What you are asked to do: From the listing below, extract each line containing the string "values".

:::

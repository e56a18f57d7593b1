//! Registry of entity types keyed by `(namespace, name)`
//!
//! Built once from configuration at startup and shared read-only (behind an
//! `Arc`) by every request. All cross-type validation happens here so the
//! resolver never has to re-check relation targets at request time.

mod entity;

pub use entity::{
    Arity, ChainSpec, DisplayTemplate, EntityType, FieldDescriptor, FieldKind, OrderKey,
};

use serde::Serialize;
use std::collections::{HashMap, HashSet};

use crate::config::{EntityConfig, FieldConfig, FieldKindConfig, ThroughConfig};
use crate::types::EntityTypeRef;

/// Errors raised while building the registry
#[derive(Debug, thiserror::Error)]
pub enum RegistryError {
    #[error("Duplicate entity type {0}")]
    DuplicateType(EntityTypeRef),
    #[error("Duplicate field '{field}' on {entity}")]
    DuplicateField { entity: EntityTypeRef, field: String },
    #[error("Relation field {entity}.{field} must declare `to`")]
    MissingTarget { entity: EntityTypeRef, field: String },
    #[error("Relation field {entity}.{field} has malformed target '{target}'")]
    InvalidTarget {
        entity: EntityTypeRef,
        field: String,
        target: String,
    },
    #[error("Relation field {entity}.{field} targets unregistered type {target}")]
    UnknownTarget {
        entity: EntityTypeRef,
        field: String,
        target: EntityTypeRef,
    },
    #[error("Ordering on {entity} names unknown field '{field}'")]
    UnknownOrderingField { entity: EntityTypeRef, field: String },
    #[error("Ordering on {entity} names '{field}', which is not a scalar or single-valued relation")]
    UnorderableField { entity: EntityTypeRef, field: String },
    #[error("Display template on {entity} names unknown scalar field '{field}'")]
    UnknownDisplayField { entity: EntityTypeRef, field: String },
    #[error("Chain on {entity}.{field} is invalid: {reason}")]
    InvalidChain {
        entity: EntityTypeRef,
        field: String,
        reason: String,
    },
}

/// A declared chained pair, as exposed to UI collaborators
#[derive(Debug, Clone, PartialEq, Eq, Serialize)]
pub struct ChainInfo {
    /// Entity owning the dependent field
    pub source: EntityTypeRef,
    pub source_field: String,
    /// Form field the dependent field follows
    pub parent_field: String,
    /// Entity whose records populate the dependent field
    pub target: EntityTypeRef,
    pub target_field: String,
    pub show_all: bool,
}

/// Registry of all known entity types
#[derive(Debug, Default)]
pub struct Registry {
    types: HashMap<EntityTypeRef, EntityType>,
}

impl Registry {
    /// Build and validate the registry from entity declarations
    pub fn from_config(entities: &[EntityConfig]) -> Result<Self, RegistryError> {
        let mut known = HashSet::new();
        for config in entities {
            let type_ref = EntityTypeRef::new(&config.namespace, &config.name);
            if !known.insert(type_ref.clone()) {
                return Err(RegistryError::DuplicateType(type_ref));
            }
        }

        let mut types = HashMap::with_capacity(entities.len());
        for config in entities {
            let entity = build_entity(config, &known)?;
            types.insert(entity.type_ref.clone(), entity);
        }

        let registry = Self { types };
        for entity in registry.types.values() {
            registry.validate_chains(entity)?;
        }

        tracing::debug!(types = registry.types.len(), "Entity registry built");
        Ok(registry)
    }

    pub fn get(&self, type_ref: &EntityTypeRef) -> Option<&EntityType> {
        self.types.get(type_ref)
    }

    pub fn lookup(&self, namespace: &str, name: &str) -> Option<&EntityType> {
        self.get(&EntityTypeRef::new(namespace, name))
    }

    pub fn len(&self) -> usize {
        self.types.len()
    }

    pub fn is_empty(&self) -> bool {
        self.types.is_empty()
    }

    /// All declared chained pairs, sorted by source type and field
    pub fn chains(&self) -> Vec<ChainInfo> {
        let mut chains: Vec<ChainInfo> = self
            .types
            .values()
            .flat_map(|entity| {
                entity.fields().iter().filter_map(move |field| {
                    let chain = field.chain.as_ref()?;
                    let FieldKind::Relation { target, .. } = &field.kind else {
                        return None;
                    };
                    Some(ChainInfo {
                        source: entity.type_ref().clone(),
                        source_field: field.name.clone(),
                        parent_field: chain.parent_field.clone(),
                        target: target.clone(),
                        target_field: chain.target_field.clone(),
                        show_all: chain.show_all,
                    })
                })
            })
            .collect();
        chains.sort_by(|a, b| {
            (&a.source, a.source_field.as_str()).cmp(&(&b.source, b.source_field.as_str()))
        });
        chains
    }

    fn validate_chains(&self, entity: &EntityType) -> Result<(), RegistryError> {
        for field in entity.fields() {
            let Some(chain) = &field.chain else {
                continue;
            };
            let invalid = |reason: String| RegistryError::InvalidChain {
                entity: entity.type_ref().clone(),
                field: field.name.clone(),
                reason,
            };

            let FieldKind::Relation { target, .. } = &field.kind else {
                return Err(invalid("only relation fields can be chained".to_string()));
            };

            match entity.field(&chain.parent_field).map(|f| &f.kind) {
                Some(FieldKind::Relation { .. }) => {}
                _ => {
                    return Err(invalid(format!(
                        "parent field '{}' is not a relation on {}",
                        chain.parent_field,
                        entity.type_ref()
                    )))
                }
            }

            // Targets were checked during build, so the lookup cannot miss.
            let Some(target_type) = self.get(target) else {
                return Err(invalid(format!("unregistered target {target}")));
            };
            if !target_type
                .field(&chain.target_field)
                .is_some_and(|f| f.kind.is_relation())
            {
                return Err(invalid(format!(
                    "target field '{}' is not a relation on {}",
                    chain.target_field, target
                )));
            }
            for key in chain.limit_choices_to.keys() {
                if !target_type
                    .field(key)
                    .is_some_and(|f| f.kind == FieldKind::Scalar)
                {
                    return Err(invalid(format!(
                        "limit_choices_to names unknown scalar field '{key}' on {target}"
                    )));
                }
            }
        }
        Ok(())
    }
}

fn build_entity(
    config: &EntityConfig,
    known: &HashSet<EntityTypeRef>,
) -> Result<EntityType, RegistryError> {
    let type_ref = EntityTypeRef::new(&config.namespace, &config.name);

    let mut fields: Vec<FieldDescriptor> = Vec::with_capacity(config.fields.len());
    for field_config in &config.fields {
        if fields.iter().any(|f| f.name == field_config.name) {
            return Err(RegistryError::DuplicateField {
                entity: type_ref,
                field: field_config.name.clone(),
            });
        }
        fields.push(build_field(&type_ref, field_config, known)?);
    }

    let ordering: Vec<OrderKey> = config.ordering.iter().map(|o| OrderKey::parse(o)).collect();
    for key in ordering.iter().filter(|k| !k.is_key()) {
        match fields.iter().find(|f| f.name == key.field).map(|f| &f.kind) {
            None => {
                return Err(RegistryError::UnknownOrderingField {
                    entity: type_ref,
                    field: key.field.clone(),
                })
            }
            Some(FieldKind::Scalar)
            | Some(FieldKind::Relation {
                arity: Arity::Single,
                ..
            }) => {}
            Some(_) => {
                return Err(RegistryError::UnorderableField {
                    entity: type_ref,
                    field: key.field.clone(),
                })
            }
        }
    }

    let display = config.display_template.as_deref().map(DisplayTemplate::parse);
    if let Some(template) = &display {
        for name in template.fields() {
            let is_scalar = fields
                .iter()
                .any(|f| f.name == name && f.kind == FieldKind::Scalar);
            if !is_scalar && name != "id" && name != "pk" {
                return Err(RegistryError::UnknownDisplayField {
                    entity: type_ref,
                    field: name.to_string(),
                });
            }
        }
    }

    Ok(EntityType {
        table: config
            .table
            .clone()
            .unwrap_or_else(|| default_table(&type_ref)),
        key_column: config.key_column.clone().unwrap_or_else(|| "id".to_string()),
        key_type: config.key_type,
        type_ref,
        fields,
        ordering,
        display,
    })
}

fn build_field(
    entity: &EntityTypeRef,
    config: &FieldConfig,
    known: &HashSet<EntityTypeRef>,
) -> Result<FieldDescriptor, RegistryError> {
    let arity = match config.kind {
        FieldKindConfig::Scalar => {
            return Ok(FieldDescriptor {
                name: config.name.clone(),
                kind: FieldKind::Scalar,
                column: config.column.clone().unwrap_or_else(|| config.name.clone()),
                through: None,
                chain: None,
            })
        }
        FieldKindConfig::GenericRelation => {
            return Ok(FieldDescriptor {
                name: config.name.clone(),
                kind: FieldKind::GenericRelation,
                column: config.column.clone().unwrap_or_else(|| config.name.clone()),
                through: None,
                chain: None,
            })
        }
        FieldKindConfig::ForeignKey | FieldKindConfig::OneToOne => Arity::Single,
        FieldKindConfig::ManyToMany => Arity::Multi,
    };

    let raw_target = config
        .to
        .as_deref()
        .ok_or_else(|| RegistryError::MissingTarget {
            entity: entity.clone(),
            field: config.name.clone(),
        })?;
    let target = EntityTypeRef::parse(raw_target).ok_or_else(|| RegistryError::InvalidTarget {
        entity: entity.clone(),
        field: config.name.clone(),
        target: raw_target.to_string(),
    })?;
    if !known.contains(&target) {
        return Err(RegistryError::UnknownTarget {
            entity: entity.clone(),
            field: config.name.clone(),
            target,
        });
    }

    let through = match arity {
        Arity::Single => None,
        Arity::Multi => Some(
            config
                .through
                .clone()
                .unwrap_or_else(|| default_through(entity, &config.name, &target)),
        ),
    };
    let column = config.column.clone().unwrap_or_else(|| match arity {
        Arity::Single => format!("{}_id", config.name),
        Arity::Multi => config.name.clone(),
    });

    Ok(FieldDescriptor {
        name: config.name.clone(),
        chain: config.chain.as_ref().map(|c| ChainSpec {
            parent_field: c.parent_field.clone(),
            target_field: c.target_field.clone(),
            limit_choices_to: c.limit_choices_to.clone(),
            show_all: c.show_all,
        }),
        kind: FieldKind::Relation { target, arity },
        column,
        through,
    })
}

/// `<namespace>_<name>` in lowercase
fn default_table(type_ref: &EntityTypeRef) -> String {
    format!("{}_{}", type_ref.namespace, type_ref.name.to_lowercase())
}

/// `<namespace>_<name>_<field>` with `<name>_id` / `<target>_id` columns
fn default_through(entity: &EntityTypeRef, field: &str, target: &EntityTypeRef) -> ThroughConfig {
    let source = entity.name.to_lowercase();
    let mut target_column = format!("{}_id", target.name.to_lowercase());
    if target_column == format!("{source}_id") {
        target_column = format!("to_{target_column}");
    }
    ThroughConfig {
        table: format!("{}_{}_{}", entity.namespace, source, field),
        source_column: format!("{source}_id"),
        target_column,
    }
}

:::

Output of the task:
        for entity in registry.types.values() {
            .values()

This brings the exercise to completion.